### Data to use
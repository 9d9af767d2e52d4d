//! Session core for the prize wheel: attempt bookkeeping, spin resolution and
//! the state machine tying them to the presentation layer.

mod attempts;
mod boundary;
mod orchestrator;
mod resolver;
mod state;

#[cfg(test)]
mod test_support;

pub use attempts::AttemptTracker;
pub use boundary::{Pacer, PrizeClient, WheelView};
pub use orchestrator::{SessionOrchestrator, SpinReport};
pub use resolver::SpinResolver;
pub use state::{MessageKind, ResultMessage, SessionState};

### Problem to solve
Lines from the one with "pub use resolver::SpinResolver;" through the end of the data: set these down exactly, including both ends and nothing more.

### Response to this task
pub use resolver::SpinResolver;
pub use state::{MessageKind, ResultMessage, SessionState};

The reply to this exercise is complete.